If you analyze the final instruction sequence, you will realize that such
an order of instructions is very uncommon, and wouldn't be generated from
a compiler under normal circumstances. It means that this method of
obfuscating instructions can be detected by security products with static
detection rules for these techniques.

The following simple Yara rule can be used for detecting all the
sequences generated by the LEA transform gadget of the Alcatraz
binary obfuscator.

rule Alcatraz_LEA_Transform {
strings:
// pushf > 66 9c
// lea ?, [?] > 48 8d ?? ?? ?? ?? ??
// sub ?, ? > 48 81 ?? ?? ?? ?? ??
// popf > 66 9d
$lea_transform = { 66 9c 48 8d ?? ?? ?? ?? ?? 48 81 ?? ?? ?? ?? ?? 66 9d }
condition:
$lea_transform
}

This rule can easily be used by security products because it has a very
low false-positive rate due to the unusual order of the generated
instruction sequence. Another shortcoming of currently available machine
code obfuscators is using specific transform logic for specific
instructions. There are around 1503 instructions available for the
current Intel x86 instruction set. Designing specific transform gadgets
for each of these instructions can be considered challenging and
time-consuming. One of the main goals of this study is to create
math-based generic algorithms that can be applied to many instructions
at once.

--[ 4 - Transforming Machine Code

To effectively transform x86 machine code, we need a deep understanding
of x86 architecture and the instruction set. In the x86 architecture,
instructions can take up to five operands. We can divide the types of
operands into three main categories. An operand can either be a register,
immediate, or memory. These operand types have their subcategories, but
for the sake of simplicity, we can skip this for now.

Depending on the mnemonic, an x86 instruction can have all the
combinations of the mentioned operand types. As such, there are many ways
to transform x86 instructions. All the compiler toolchains do this all the
time during the optimization phase[9].

These optimizations can be as complex as reducing a long loop condition
to a brief branch operation or re-encoding a single instruction to a much
shorter sequence of bytes, effectively making the program smaller and
faster. The following example shows that there are multiple ways to encode
certain instructions in x86 architecture.

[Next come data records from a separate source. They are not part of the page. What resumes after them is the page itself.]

//! Cache manifest: escaped key -> (expiry, blob file name)
//!
//! Stored as one JSON object:
//!
//! ```json
//! { "http%3A%2F%2Fx": { "expiredTime": 1718000000000, "value": "3f2a..." } }
//! ```
//!
//! Loading is lenient: entries with a missing or malformed `expiredTime` or
//! `value` are dropped instead of failing the whole file.

use crate::error::StashResult;
use chrono::{DateTime, Utc};
use serde::{Deserialize, Serialize};
use serde_json::Value;
use std::collections::BTreeMap;
use std::io::ErrorKind;
use std::path::Path;
use tracing::{debug, warn};

/// One cached key
#[derive(Debug, Clone, PartialEq, Eq, Serialize, Deserialize)]
pub struct CacheEntry {
    /// Expiry in milliseconds since the Unix epoch
    #[serde(rename = "expiredTime")]
    pub expired_time: i64,

    /// Blob file name, stable for the life of the key
    pub value: String,
}

impl CacheEntry {
    pub fn new(blob: impl Into<String>, expired_time: i64) -> Self {
        Self {
            expired_time,
            value: blob.into(),
        }
    }

    pub fn is_expired_at(&self, now_ms: i64) -> bool {
        now_ms >= self.expired_time
    }

    pub fn expires_at(&self) -> Option<DateTime<Utc>> {
        DateTime::from_timestamp_millis(self.expired_time)
    }
}

/// All cache entries, keyed by escaped cache key
#[derive(Debug, Clone, Default, PartialEq, Eq)]
pub struct Manifest {
    entries: BTreeMap<String, CacheEntry>,
}

impl Manifest {
    /// Parse manifest text, dropping malformed entries
    pub fn parse(text: &str) -> Self {
        let root = match serde_json::from_str::<Value>(text) {
            Ok(Value::Object(root)) => root,
            Ok(_) => {
                warn!("Cache manifest is not a JSON object, starting empty");
                return Self::default();
            }
            Err(e) => {
                warn!("Cache manifest is unreadable, starting empty: {}", e);
                return Self::default();
            }
        };

        let mut entries = BTreeMap::new();
        for (key, raw) in root {
            let expired_time = raw.get("expiredTime").and_then(Value::as_i64);
            let blob = raw
                .get("value")
                .and_then(Value::as_str)
                .filter(|name| is_valid_blob_name(name));
            match (expired_time, blob) {
                (Some(expired_time), Some(blob)) => {
                    entries.insert(key, CacheEntry::new(blob, expired_time));
                }
                _ => debug!("Dropping malformed manifest entry {}", key),
            }
        }
        Self { entries }
    }

    /// Read the manifest file; a missing file is an empty manifest
    pub fn load(path: &Path) -> Self {
        match std::fs::read_to_string(path) {
            Ok(text) => Self::parse(&text),
            Err(e) if e.kind() == ErrorKind::NotFound => Self::default(),
            Err(e) => {
                warn!("Failed to read cache manifest {}: {}", path.display(), e);
                Self::default()
            }
        }
    }

    pub fn render(&self) -> StashResult<String> {
        Ok(serde_json::to_string_pretty(&self.entries)?)
    }

    pub fn get(&self, key: &str) -> Option<&CacheEntry> {
        self.entries.get(key)
    }

    pub fn insert(&mut self, key: String, entry: CacheEntry) -> Option<CacheEntry> {
        self.entries.insert(key, entry)
    }

    pub fn remove(&mut self, key: &str) -> Option<CacheEntry> {
        self.entries.remove(key)
    }

    pub fn iter(&self) -> impl Iterator<Item = (&String, &CacheEntry)> {
        self.entries.iter()
    }

    pub fn len(&self) -> usize {
        self.entries.len()
    }

    pub fn is_empty(&self) -> bool {
        self.entries.is_empty()
    }

    /// Whether any entry points at `blob`
    pub fn references(&self, blob: &str) -> bool {
        self.entries.values().any(|entry| entry.value == blob)
    }

    /// Remove and return every entry expired at `now_ms`
    pub fn drain_expired(&mut self, now_ms: i64) -> Vec<(String, CacheEntry)> {
        let expired: Vec<String> = self
            .entries
            .iter()
            .filter(|(_, entry)| entry.is_expired_at(now_ms))
            .map(|(key, _)| key.clone())
            .collect();
        expired
            .into_iter()
            .filter_map(|key| self.entries.remove(&key).map(|entry| (key, entry)))
            .collect()
    }

    /// Remove and return every entry
    pub fn drain(&mut self) -> Vec<(String, CacheEntry)> {
        std::mem::take(&mut self.entries).into_iter().collect()
    }
}

/// Blob names must stay inside the blob directory
fn is_valid_blob_name(name: &str) -> bool {
    !name.is_empty()
        && !name.starts_with('.')
        && name
            .bytes()
            .all(|b| b.is_ascii_alphanumeric() || matches!(b, b'-' | b'_' | b'.'))
}
#[cfg(test)]
mod tests {
    use super::*;
    use crate::watch::{NativeMultiplexer, PollingMultiplexer};
    use serde_json::json;
    use std::time::{Duration, Instant};
    use tempfile::TempDir;

    fn lazy() -> DocumentOptions {
        DocumentOptions::default()
    }

    fn wait_for(mut check: impl FnMut() -> bool) -> bool {
        let deadline = Instant::now() + Duration::from_secs(5);
        while Instant::now() < deadline {
            if check() {
                return true;
            }
            std::thread::sleep(Duration::from_millis(20));
        }
        false
    }

    #[test]
    fn properties_scenario() {
        let temp = TempDir::new().unwrap();
        let path = temp.path().join("app.properties");
        std::fs::write(&path, "#hello\na=1\n").unwrap();

        let doc = Document::<Properties>::open(&path, lazy(), None);
        doc.set("a", Some(json!("2"))).unwrap();
        assert!(doc.save(true));

        assert_eq!(std::fs::read_to_string(&path).unwrap(), "#hello\na=2\n");
    }

    #[test]
    fn lazy_until_first_touch() {
        let temp = TempDir::new().unwrap();
        let path = temp.path().join("doc.json");
        std::fs::write(&path, r#"{"a": 1}"#).unwrap();

        let doc = Document::<Json>::open(&path, lazy(), None);
        assert!(!doc.is_loaded());
        assert_eq!(doc.get("a"), Some(json!(1)));
        assert!(doc.is_loaded());

        let eager = Document::<Json>::open(
            &path,
            DocumentOptions {
                eager: true,
                ..lazy()
            },
            None,
        );
        assert!(eager.is_loaded());
    }

    #[test]
    fn unforced_save_without_writes_is_noop() {
        let temp = TempDir::new().unwrap();
        let path = temp.path().join("doc.json");
        // Deliberately not in the pretty format a save would produce
        std::fs::write(&path, r#"{"a":1}"#).unwrap();

        let doc = Document::<Json>::open(&path, lazy(), None);
        assert_eq!(doc.get("a"), Some(json!(1)));
        assert!(!doc.save(false));
        assert_eq!(std::fs::read_to_string(&path).unwrap(), r#"{"a":1}"#);
    }

    #[test]
    fn save_then_reload_keeps_values() {
        let temp = TempDir::new().unwrap();
        let path = temp.path().join("doc.yaml");

        let doc = Document::<Yaml>::open(&path, lazy(), None);
        doc.set("server.port", Some(json!(8080))).unwrap();
        doc.set("server.hosts[0]", Some(json!("a"))).unwrap();
        doc.set("server.hosts[-1]", Some(json!("b"))).unwrap();
        assert!(doc.is_dirty());
        assert!(doc.save(false));
        assert!(!doc.is_dirty());
        assert!(!doc.is_loaded());

        doc.reload();
        assert_eq!(doc.get("server.port"), Some(json!(8080)));
        assert_eq!(doc.get("server.hosts"), Some(json!(["b"])));
    }

    #[test]
    fn forced_save_writes_descriptor_defaults() {
        let temp = TempDir::new().unwrap();
        let path = temp.path().join("settings.json");
        let descriptor = Descriptor::new()
            .with_node(DescriptorNode::required("java.memory", json!(2048)))
            .with_node(DescriptorNode::optional("java.args"));

        let doc = Document::<Json>::open(&path, lazy().with_descriptor(descriptor), None);
        assert!(doc.save(true));

        let written: Value =
            serde_json::from_str(&std::fs::read_to_string(&path).unwrap()).unwrap();
        assert_eq!(written, json!({"java": {"memory": 2048}}));
    }

    #[test]
    fn defaults_do_not_override_existing_values() {
        let temp = TempDir::new().unwrap();
        let path = temp.path().join("settings.properties");
        std::fs::write(&path, "memory=512\n").unwrap();
        let descriptor = Descriptor::new()
            .with_node(DescriptorNode::required("memory", json!("2048")))
            .with_node(DescriptorNode::required("name", json!("default")));

        let doc = Document::<Properties>::open(&path, lazy().with_descriptor(descriptor), None);
        assert!(doc.save(true));
        assert_eq!(
            std::fs::read_to_string(&path).unwrap(),
            "memory=512\nname=default\n"
        );
    }

    #[test]
    fn corrupt_file_reads_as_empty() {
        let temp = TempDir::new().unwrap();
        let path = temp.path().join("doc.json");
        std::fs::write(&path, "{not json").unwrap();

        let doc = Document::<Json>::open(&path, lazy(), None);
        assert_eq!(doc.get("a"), None);
        assert_eq!(doc.snapshot(), Some(json!({})));
    }

    #[test]
    fn missing_file_without_create_stays_absent() {
        let temp = TempDir::new().unwrap();
        let path = temp.path().join("absent.json");
        let options = DocumentOptions {
            create_if_missing: false,
            ..lazy()
        };

        let doc = Document::<Json>::open(&path, options, None);
        doc.set("a", Some(json!(1))).unwrap();
        assert!(!doc.is_loaded());
        assert!(!doc.is_dirty());
        assert!(!doc.save(true));
        assert!(!path.exists());
    }

    #[test]
    fn malformed_address_is_an_error() {
        let temp = TempDir::new().unwrap();
        let doc = Document::<Json>::open(temp.path().join("doc.json"), lazy(), None);
        assert!(doc.set("a[", Some(json!(1))).is_err());
        assert!(!doc.is_dirty());
        assert_eq!(doc.get("a["), None);
    }

    #[test]
    fn reload_discards_local_edits() {
        let temp = TempDir::new().unwrap();
        let path = temp.path().join("doc.json");
        std::fs::write(&path, r#"{"a": 1}"#).unwrap();

        let doc = Document::<Json>::open(&path, lazy(), None);
        doc.set("a", Some(json!(2))).unwrap();
        doc.reload();
        assert!(!doc.is_dirty());
        assert_eq!(doc.get("a"), Some(json!(1)));
    }

    #[test]
    fn external_edit_invalidates_clean_document() {
        let temp = TempDir::new().unwrap();
        let path = temp.path().join("doc.json");
        std::fs::write(&path, r#"{"a": 1}"#).unwrap();

        let mux = NativeMultiplexer::new();
        let doc = Document::<Json>::open(&path, lazy(), Some(&mux));
        assert!(doc.is_watched());
        assert_eq!(doc.get("a"), Some(json!(1)));

        std::fs::write(&path, r#"{"a": 2}"#).unwrap();
        assert!(wait_for(|| !doc.is_loaded()));
        assert_eq!(doc.get("a"), Some(json!(2)));
    }

    #[test]
    fn external_edit_is_ignored_while_dirty() {
        let temp = TempDir::new().unwrap();
        let path = temp.path().join("doc.properties");
        std::fs::write(&path, "a=1\n").unwrap();

        let mux = PollingMultiplexer::new(Duration::from_millis(20)).unwrap();
        let doc = Document::<Properties>::open(&path, lazy(), Some(&mux));
        doc.set("b", Some(json!("local"))).unwrap();

        std::fs::write(&path, "a=external, longer\n").unwrap();
        let before = mux.scan_count();
        assert!(wait_for(|| mux.scan_count() >= before + 3));

        assert!(doc.is_loaded());
        assert_eq!(doc.get("b"), Some(json!("local")));
        assert_eq!(doc.get("a"), Some(json!("1")));
    }

    #[test]
    fn store_trait_dispatches_by_format() {
        let temp = TempDir::new().unwrap();
        let path = temp.path().join("doc.yml");
        let store = open_document(&path, DocumentFormat::from_path(&path), lazy(), None);

        assert_eq!(store.format(), DocumentFormat::Yaml);
        store.set("list[0]", Some(json!(1))).unwrap();
        assert!(store.save(false));
        store.reload();
        assert_eq!(store.get("list[-1]"), Some(json!(1)));
    }

    #[test]
    fn format_from_extension() {
        assert_eq!(DocumentFormat::from_path(Path::new("a.JSON")), DocumentFormat::Json);
        assert_eq!(DocumentFormat::from_path(Path::new("a.yaml")), DocumentFormat::Yaml);
        assert_eq!(
            DocumentFormat::from_path(Path::new("gradle.properties")),
            DocumentFormat::Properties
        );
        assert_eq!(DocumentFormat::Json.to_string(), "json");
    }
}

add al,10h --------------------> \x04\x10
add al,10h --------------------> \x80\xC0\x10

adc al,0DCh -------------------> \x14\xDC
adc al,0DCh -------------------> \x80\xD0\xDC

sub al,0A0h -------------------> \x2C\xA0
sub al,0A0h -------------------> \x80\xE8\xA0

sub eax,19930520h -------------> \x2D\x20\x05\x93\x19
sub eax,19930520h -------------> \x81\xE8\x20\x05\x93\x19

sbb al,0Ch --------------------> \x1C\x0C
sbb al,0Ch --------------------> \x80\xD8\x0C

sbb rax,221133h ---------------> \x48\x1D\x33\x11\x22\x00
sbb rax,221133h ---------------> \x48\x81\xD8\x33\x11\x22\x00

Each of the instruction pairs does the exact same thing, with different
corresponding bytes. This is usually done automatically by the compiler
toolchains. Unfortunately, this type of shortening can only be applied
to certain instructions. Also, once you analyze the produced bytes,
you'll see that only the beginning part (mnemonic code) of the bytes
are changing, the rest of the bytes representing the operand values are
exactly the same. This is not good in terms of detection, because most
detection rules focus on the operand values. These are the reasons why
we need to focus on more complex ways of de-optimization.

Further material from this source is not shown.